The NFL season is upon us, whether COVID-19 likes it or not. So it is time to assess team prospects for the season, starting with the Dallas Cowboys season.
Since there are no NFL preseason games, we don’t get to eyeball the teams in game situations as they trim rosters. That makes NFL predictions a little tougher.
So we go forward with what we know about the Cowboys prospects, while they pare down the roster in training camp.

The Virus Factor

Let’s get this one out of the way. When it comes to the coronavirus, the state of Texas is one of the worst environments in the country.
The Cowboys got a warning of the threat earlier this summer when star running back Ezekiel Elliott tested positive for the virus and had to quarantine for a while. Elliott is OK, but the test was a good reality check for players.
Three Cowboys decided to opt out – cornerback Maurice Canady, fullback Jamize Olawale, and receiver Stephen Guidry. All three would have contributed to the Cowboys season but are not huge difference makers.
Still, the virus will be like an injury factor for all teams, and the Cowboys will have to pay attention to their Texas surroundings.

Last Season

The Cowboys prospects for 2019 were tall, and their star players produced.

Dak Prescott

Quarterback Dak Prescott passed for 4,902 yards and tossed 30 touchdowns. Elliott rushed for 1,357 yards, and wideout Amari Cooper ran up 1,189 yards on 79 catches.
But they lost five close games, finished 8-8 and missed the post season. That got Coach Jason Garrett the boot.
The Cowboys hired former Green Bay coach Mike McCarthy to take over on the sidelines. McCarthy brought in defensive coordinator Mike Nolan and promoted Kellen Moore to offensive coordinator.

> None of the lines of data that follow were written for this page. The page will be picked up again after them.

//! REST client for the course backend.
//!
//! [`ApiClient`] builds the list URLs, attaches the session's bearer token
//! and decodes the [`ApiEnvelope`]. The actual HTTP exchange goes through
//! an [`HttpTransport`], which is `gloo-net` in the browser and a scripted
//! fake in tests.
//!
//! A `401` triggers exactly one token refresh followed by one retry. If the
//! retry is rejected too, or there is no refresh token, the session is
//! cleared and the call fails with [`FetchError::Unauthorized`].

use std::collections::HashSet;
use std::sync::Arc;

use serde::de::DeserializeOwned;

use super::error::FetchError;
use super::session::SessionStore;
use crate::config::{ApiConfig, MAX_MODULE_PAGES};
use crate::models::{
    ApiEnvelope, Module, ModuleId, RefreshRequest, RefreshResponse, Session, Topic,
    sort_modules, sort_topics,
};

const STATUS_UNAUTHORIZED: u16 = 401;

// =============================================================================
// Transport
// =============================================================================

#[derive(Clone, Copy, Debug, PartialEq, Eq)]
pub enum Method {
    Get,
    Post,
}

/// An outgoing request.
#[derive(Clone, Debug, PartialEq, Eq)]
pub struct HttpRequest {
    pub method: Method,
    pub url: String,
    pub bearer: Option<String>,
    /// JSON body
    pub body: Option<String>,
}

/// A received response. Any status is a response; only transport-level
/// failures are errors.
#[derive(Clone, Debug, PartialEq, Eq)]
pub struct HttpResponse {
    pub status: u16,
    pub body: String,
}

impl HttpResponse {
    pub fn is_success(&self) -> bool {
        (200..300).contains(&self.status)
    }
}

/// Sends HTTP requests.
#[allow(async_fn_in_trait)]
pub trait HttpTransport {
    async fn send(&self, request: HttpRequest) -> Result<HttpResponse, FetchError>;
}

// =============================================================================
// Client
// =============================================================================

/// Authenticated client for the module and topic endpoints.
pub struct ApiClient<T> {
    transport: T,
    base_url: String,
    page_limit: u32,
    session: Arc<dyn SessionStore + Send + Sync>,
}

impl<T: HttpTransport> ApiClient<T> {
    pub fn new(transport: T, config: &ApiConfig, session: Arc<dyn SessionStore + Send + Sync>) -> Self {
        Self {
            transport,
            base_url: config.base_url.trim_end_matches('/').to_string(),
            page_limit: config.page_limit.max(1),
            session,
        }
    }

    #[cfg(test)]
    pub fn transport(&self) -> &T {
        &self.transport
    }

    /// The stored session, if the user is signed in.
    pub fn session(&self) -> Option<Session> {
        self.session.load()
    }

    pub fn modules_url(&self, skip: u32) -> String {
        format!(
            "{}/modules/?limit={}&skip={}",
            self.base_url, self.page_limit, skip
        )
    }

    pub fn topics_url(&self, module: ModuleId) -> String {
        format!(
            "{}/topics/?module_id={}&limit={}",
            self.base_url, module, self.page_limit
        )
    }

    fn refresh_url(&self) -> String {
        format!("{}/auth/refresh", self.base_url)
    }

    /// One page of modules, sorted.
    pub async fn list_modules(&self, skip: u32) -> Result<ApiEnvelope<Module>, FetchError> {
        let mut page: ApiEnvelope<Module> = self.get_list(&self.modules_url(skip)).await?;
        sort_modules(&mut page.data);
        Ok(page)
    }

    /// Every module, following `skip` until a short page or `total` is
    /// reached.
    ///
    /// Stops early on a page with no unseen module ids (a backend that
    /// ignores `skip`) and after [`MAX_MODULE_PAGES`] pages.
    pub async fn list_all_modules(&self) -> Result<Vec<Module>, FetchError> {
        let mut modules = Vec::new();
        let mut seen = HashSet::new();
        for _ in 0..MAX_MODULE_PAGES {
            let page = self.list_modules(modules.len() as u32).await?;
            let received = page.data.len();
            let before = modules.len();
            modules.extend(page.data.into_iter().filter(|m| seen.insert(m.id)));

            if before > 0 && modules.len() == before && received > 0 {
                log::warn!("module page at skip={} repeated known modules, stopping", before);
                break;
            }
            let short_page = received < self.page_limit as usize;
            let reached_total = page.total.is_some_and(|t| modules.len() as u64 >= t);
            if received == 0 || short_page || reached_total {
                break;
            }
        }
        sort_modules(&mut modules);
        log::info!("loaded {} modules", modules.len());
        Ok(modules)
    }

    /// Topics of a module, sorted.
    pub async fn list_topics(&self, module: ModuleId) -> Result<Vec<Topic>, FetchError> {
        let page: ApiEnvelope<Topic> = self.get_list(&self.topics_url(module)).await?;
        let mut topics = page.data;
        sort_topics(&mut topics);
        log::info!("loaded {} topics for module {}", topics.len(), module);
        Ok(topics)
    }

    async fn get_list<D: DeserializeOwned>(&self, url: &str) -> Result<ApiEnvelope<D>, FetchError> {
        let response = self.get_authorized(url).await?;
        serde_json::from_str(&response.body).map_err(|e| {
            log::error!("unexpected response from {}: {}", url, e);
            FetchError::Decode(e.to_string())
        })
    }

    async fn get_authorized(&self, url: &str) -> Result<HttpResponse, FetchError> {
        let response = self.get_once(url).await?;
        if response.status != STATUS_UNAUTHORIZED {
            return check_status(response);
        }

        log::info!("access token rejected, refreshing");
        self.refresh().await?;

        let retry = self.get_once(url).await?;
        if retry.status == STATUS_UNAUTHORIZED {
            log::warn!("request still unauthorized after refresh");
            self.session.clear();
            return Err(FetchError::Unauthorized);
        }
        check_status(retry)
    }

    async fn get_once(&self, url: &str) -> Result<HttpResponse, FetchError> {
        let bearer = self.session.load().map(|s| s.access_token);
        self.transport
            .send(HttpRequest {
                method: Method::Get,
                url: url.to_string(),
                bearer,
                body: None,
            })
            .await
    }

    /// Exchange the refresh token for a new access token.
    async fn refresh(&self) -> Result<(), FetchError> {
        let Some(session) = self.session.load() else {
            return Err(FetchError::Unauthorized);
        };
        let Some(refresh_token) = session.refresh_token.as_deref() else {
            log::warn!("no refresh token, session ends");
            self.session.clear();
            return Err(FetchError::Unauthorized);
        };

        let body = serde_json::to_string(&RefreshRequest { refresh_token })
            .map_err(|e| FetchError::Decode(e.to_string()))?;
        let response = self
            .transport
            .send(HttpRequest {
                method: Method::Post,
                url: self.refresh_url(),
                bearer: None,
                body: Some(body),
            })
            .await?;

        if !response.is_success() {
            log::warn!("token refresh rejected with status {}", response.status);
            self.session.clear();
            return Err(FetchError::Unauthorized);
        }

        let refreshed: RefreshResponse =
            serde_json::from_str(&response.body).map_err(|e| FetchError::Decode(e.to_string()))?;
        let next = Session {
            access_token: refreshed.access_token,
            refresh_token: refreshed.refresh_token.or(session.refresh_token),
            role: session.role,
        };
        if let Err(e) = self.session.save(&next) {
            log::warn!("refreshed session not persisted: {}", e);
        }
        Ok(())
    }
}

fn check_status(response: HttpResponse) -> Result<HttpResponse, FetchError> {
    if response.is_success() {
        Ok(response)
    } else {
        Err(FetchError::Http(response.status))
    }
}

#[cfg(test)]
mod tests {
    use std::collections::VecDeque;
    use std::sync::Mutex;

    use super::*;
    use crate::core::session::MemorySessionStore;
    use crate::models::TopicId;

    /// Replays canned responses and records requests.
    #[derive(Default)]
    struct FakeTransport {
        responses: Mutex<VecDeque<Result<HttpResponse, FetchError>>>,
        requests: Mutex<Vec<HttpRequest>>,
    }

    impl FakeTransport {
        fn with(responses: Vec<(u16, &str)>) -> Self {
            Self {
                responses: Mutex::new(
                    responses
                        .into_iter()
                        .map(|(status, body)| {
                            Ok(HttpResponse {
                                status,
                                body: body.to_string(),
                            })
                        })
                        .collect(),
                ),
                requests: Mutex::default(),
            }
        }

        fn requests(&self) -> Vec<HttpRequest> {
            self.requests.lock().unwrap().clone()
        }
    }

    impl HttpTransport for FakeTransport {
        async fn send(&self, request: HttpRequest) -> Result<HttpResponse, FetchError> {
            self.requests.lock().unwrap().push(request);
            self.responses
                .lock()
                .unwrap()
                .pop_front()
                .unwrap_or(Err(FetchError::Network("no canned response".into())))
        }
    }

    fn session(refresh: Option<&str>) -> Arc<MemorySessionStore> {
        Arc::new(MemorySessionStore::new(Some(Session {
            access_token: "old".into(),
            refresh_token: refresh.map(String::from),
            role: None,
        })))
    }

    fn client(
        responses: Vec<(u16, &str)>,
        store: Arc<MemorySessionStore>,
    ) -> ApiClient<FakeTransport> {
        let config = ApiConfig {
            base_url: "https://lms.example.com/api/v1/".into(),
            page_limit: 2,
            ..ApiConfig::default()
        };
        ApiClient::new(FakeTransport::with(responses), &config, store)
    }

    const TOPICS: &str = r#"{"data": [
        {"id": 2, "title": "Second", "content": null, "resource_link": "https://youtu.be/dQw4w9WgXcQ", "order_index": 2},
        {"id": 1, "title": "First", "content": "Intro", "resource_link": null, "order_index": 1}
    ], "total": 2}"#;

    #[test]
    fn test_urls() {
        let client = client(vec![], session(None));
        assert_eq!(
            client.modules_url(4),
            "https://lms.example.com/api/v1/modules/?limit=2&skip=4"
        );
        assert_eq!(
            client.topics_url(ModuleId(7)),
            "https://lms.example.com/api/v1/topics/?module_id=7&limit=2"
        );
    }

    #[tokio::test]
    async fn test_list_topics_sorted_with_bearer() {
        let client = client(vec![(200, TOPICS)], session(None));
        let topics = client.list_topics(ModuleId(7)).await.unwrap();
        let ids: Vec<TopicId> = topics.iter().map(|t| t.id).collect();
        assert_eq!(ids, vec![TopicId(1), TopicId(2)]);

        let requests = client.transport().requests();
        assert_eq!(requests.len(), 1);
        assert_eq!(requests[0].bearer.as_deref(), Some("old"));
    }

    #[tokio::test]
    async fn test_refresh_then_retry_once() {
        let store = session(Some("refresh-1"));
        let client = client(
            vec![
                (401, ""),
                (200, r#"{"access_token": "new"}"#),
                (200, TOPICS),
            ],
            store.clone(),
        );
        let topics = client.list_topics(ModuleId(7)).await.unwrap();
        assert_eq!(topics.len(), 2);

        let requests = client.transport().requests();
        assert_eq!(requests.len(), 3);
        assert_eq!(requests[1].method, Method::Post);
        assert_eq!(requests[1].url, "https://lms.example.com/api/v1/auth/refresh");
        assert_eq!(
            requests[1].body.as_deref(),
            Some(r#"{"refresh_token":"refresh-1"}"#)
        );
        assert_eq!(requests[2].bearer.as_deref(), Some("new"));

        let saved = store.load().unwrap();
        assert_eq!(saved.access_token, "new");
        assert_eq!(saved.refresh_token.as_deref(), Some("refresh-1"));
    }

    #[tokio::test]
    async fn test_second_unauthorized_clears_session() {
        let store = session(Some("refresh-1"));
        let client = client(
            vec![(401, ""), (200, r#"{"access_token": "new"}"#), (401, "")],
            store.clone(),
        );
        assert_eq!(
            client.list_topics(ModuleId(7)).await,
            Err(FetchError::Unauthorized)
        );
        assert_eq!(client.transport().requests().len(), 3);
        assert_eq!(store.load(), None);
    }

    #[tokio::test]
    async fn test_no_refresh_token_is_unauthorized() {
        let store = session(None);
        let client = client(vec![(401, "")], store.clone());
        assert_eq!(
            client.list_topics(ModuleId(7)).await,
            Err(FetchError::Unauthorized)
        );
        assert_eq!(client.transport().requests().len(), 1);
        assert_eq!(store.load(), None);
    }

    #[tokio::test]
    async fn test_http_error_status() {
        let client = client(vec![(500, "oops")], session(None));
        assert_eq!(
            client.list_topics(ModuleId(7)).await,
            Err(FetchError::Http(500))
        );
    }

    #[tokio::test]
    async fn test_shape_sniffing_rejected() {
        let client = client(vec![(200, r#"{"results": []}"#)], session(None));
        assert!(matches!(
            client.list_topics(ModuleId(7)).await,
            Err(FetchError::Decode(_))
        ));
    }

    #[tokio::test]
    async fn test_list_all_modules_pages() {
        let client = client(
            vec![
                (
                    200,
                    r#"{"data": [{"id": 1, "title": "A", "order_index": 2}, {"id": 2, "title": "B", "order_index": 1}]}"#,
                ),
                (200, r#"{"data": [{"id": 3, "title": "C", "order_index": 0}]}"#),
            ],
            session(None),
        );
        let modules = client.list_all_modules().await.unwrap();
        let titles: Vec<&str> = modules.iter().map(|m| m.title.as_str()).collect();
        assert_eq!(titles, vec!["C", "B", "A"]);

        let requests = client.transport().requests();
        assert_eq!(requests.len(), 2);
        assert!(requests[1].url.ends_with("skip=2"));
    }

    #[tokio::test]
    async fn test_list_all_modules_stops_when_skip_ignored() {
        const PAGE: &str = r#"{"data": [{"id": 1, "title": "A"}, {"id": 2, "title": "B"}]}"#;
        let client = client(vec![(200, PAGE); 5], session(None));

        let modules = client.list_all_modules().await.unwrap();
        assert_eq!(modules.len(), 2);
        assert_eq!(client.transport().requests().len(), 2);
    }

    #[tokio::test]
    async fn test_list_all_modules_stops_at_total() {
        let client = client(
            vec![(
                200,
                r#"{"data": [{"id": 1, "title": "A"}, {"id": 2, "title": "B"}], "total": 2}"#,
            )],
            session(None),
        );
        assert_eq!(client.list_all_modules().await.unwrap().len(), 2);
        assert_eq!(client.transport().requests().len(), 1);
    }
}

Cowboys Prospects on Paper

This team looks much the same as last year’s, a high-powered offense with a

Mike McCarthy

decent defense. But they made some off-season changes that make the Cowboys prospects better.
By all accounts, the team had a good draft, and they signed some players that will upgrade them in several areas.
With an offensive line that lost a leader in Travis Frederick, there is still no reason Dallas can’t repeat their offensive performance of last year.
The issue is more on the defensive side, with a unit that ranked 19th in the league last season and lost some key elements. The replacements are yet to be proven.

Little D

Though they are juggling roles, the corps of linebackers is the strength of the unit. Leighton Vander Esch is reportedly healthy, and together with DeMarcus Lawrence and leading tackler Jaylon Smith make up a wrecking crew.
Up front the Cowboys lost their top sacker in Robert Quinn, but they added veterans Gerald McCoy and Dontari Poe to fill the void.
The defensive backfield has holes to fill. Cornerback Byron Jones and safety Jeff Heath are gone, and the team will have to rely on new safety Ha Ha Clinton-Dix and second-round pick Trevon Diggs to make up the loss. They will have to prove themselves as the season moves forward.

The Schedule

No NFL schedule is particularly easy, but the Cowpokes face non-division road games against the Rams, Seahawks, Vikings and Ravens. Not that fans will make a difference this year, but travel itself will not be simple because of COVID.
The two dates with their toughest divisional foe are at Philadelphia on Nov. 1 and at home on Dec. 27.
If they can split those six games and go 7-3 for the rest of the slate, the Cowboys season looks good.

Conclusion

With a new coaching setup, there will be some new looks on both sides of the ball that their opponents may not have seen. With good execution, the Cowboys prospects for turning the tables on some of those close games look good.
It is not too much to ask of the team to make post season and even the Super Bowl if they have momentum at the end of the year.